— WHAT IS NEEDED —
Filter the records below for the word "form". Copy each line that holds it.

|---|

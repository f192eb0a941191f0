//! Named entity with a client-local GUID and a key/value parameter bag.

use serde_json::{Map, Value};
use uuid::Uuid;

/// Identity and free-form parameters shared by watchers and scriptlets.
///
/// Parameters keep insertion order for display; keys are unique.
#[derive(Debug, Clone, PartialEq)]
pub struct Entity {
    pub name: String,
    guid: String,
    parameters: Vec<(String, String)>,
}

impl Entity {
    pub fn new(name: impl Into<String>) -> Self {
        Self {
            name: name.into(),
            guid: Uuid::new_v4().to_string(),
            parameters: Vec::new(),
        }
    }

    /// Client-local identifier, generated once at construction.
    pub fn guid(&self) -> &str {
        &self.guid
    }

    pub fn parameters(&self) -> &[(String, String)] {
        &self.parameters
    }

    pub fn parameter(&self, key: &str) -> Option<&str> {
        self.parameters
            .iter()
            .find(|(k, _)| k == key)
            .map(|(_, v)| v.as_str())
    }

    /// Insert a parameter, overwriting the value in place if the key exists.
    pub fn set_parameter(&mut self, key: impl Into<String>, value: impl Into<String>) {
        let key = key.into();
        let value = value.into();
        match self.parameters.iter_mut().find(|(k, _)| *k == key) {
            Some(slot) => slot.1 = value,
            None => self.parameters.push((key, value)),
        }
    }

    /// Remove a parameter by key. Returns the previous value if it existed.
    pub fn remove_parameter(&mut self, key: &str) -> Option<String> {
        let idx = self.parameters.iter().position(|(k, _)| k == key)?;
        Some(self.parameters.remove(idx).1)
    }

    /// Replace the parameter bag from a JSON `parameters` object.
    ///
    /// Non-string values are kept in their JSON text form; anything that is
    /// not an object yields an empty bag.
    pub fn load_parameters(&mut self, json: Option<&Value>) {
        self.parameters.clear();
        if let Some(Value::Object(map)) = json {
            for (key, value) in map {
                let value = match value {
                    Value::String(s) => s.clone(),
                    Value::Null => String::new(),
                    other => other.to_string(),
                };
                self.set_parameter(key.clone(), value);
            }
        }
    }

    /// Flatten the parameter bag into a plain JSON key → value mapping.
    pub fn parameters_json(&self) -> Map<String, Value> {
        self.parameters
            .iter()
            .map(|(k, v)| (k.clone(), Value::String(v.clone())))
            .collect()
    }
}

impl Default for Entity {
    fn default() -> Self {
        Self::new("")
    }
}

#[cfg(test)]
mod tests {
    use super::*;
    use serde_json::json;

    #[test]
    fn set_parameter_overwrites_in_place() {
        let mut entity = Entity::new("w");
        entity.set_parameter("a", "1");
        entity.set_parameter("b", "2");
        entity.set_parameter("a", "3");

        assert_eq!(entity.parameters().len(), 2);
        assert_eq!(entity.parameters()[0], ("a".to_string(), "3".to_string()));
        assert_eq!(entity.parameter("b"), Some("2"));
    }

    #[test]
    fn remove_parameter_by_key() {
        let mut entity = Entity::new("w");
        entity.set_parameter("a", "1");
        assert_eq!(entity.remove_parameter("a"), Some("1".to_string()));
        assert_eq!(entity.remove_parameter("a"), None);
        assert!(entity.parameters().is_empty());
    }

    #[test]
    fn guids_are_unique() {
        assert_ne!(Entity::new("a").guid(), Entity::new("a").guid());
    }

    #[test]
    fn load_parameters_stringifies_values() {
        let mut entity = Entity::new("w");
        entity.set_parameter("stale", "x");
        entity.load_parameters(Some(&json!({ "host": "db", "port": 5432, "tls": true })));

        assert_eq!(entity.parameter("stale"), None);
        assert_eq!(entity.parameter("host"), Some("db"));
        assert_eq!(entity.parameter("port"), Some("5432"));
        assert_eq!(entity.parameter("tls"), Some("true"));
    }

    #[test]
    fn non_object_parameters_are_empty() {
        let mut entity = Entity::new("w");
        entity.load_parameters(Some(&json!(["a"])));
        assert!(entity.parameters().is_empty());
        entity.load_parameters(None);
        assert!(entity.parameters().is_empty());
    }
}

|---|

— OUTPUT OF THE TASK —
/// Identity and free-form parameters shared by watchers and scriptlets.
    /// Non-string values are kept in their JSON text form; anything that is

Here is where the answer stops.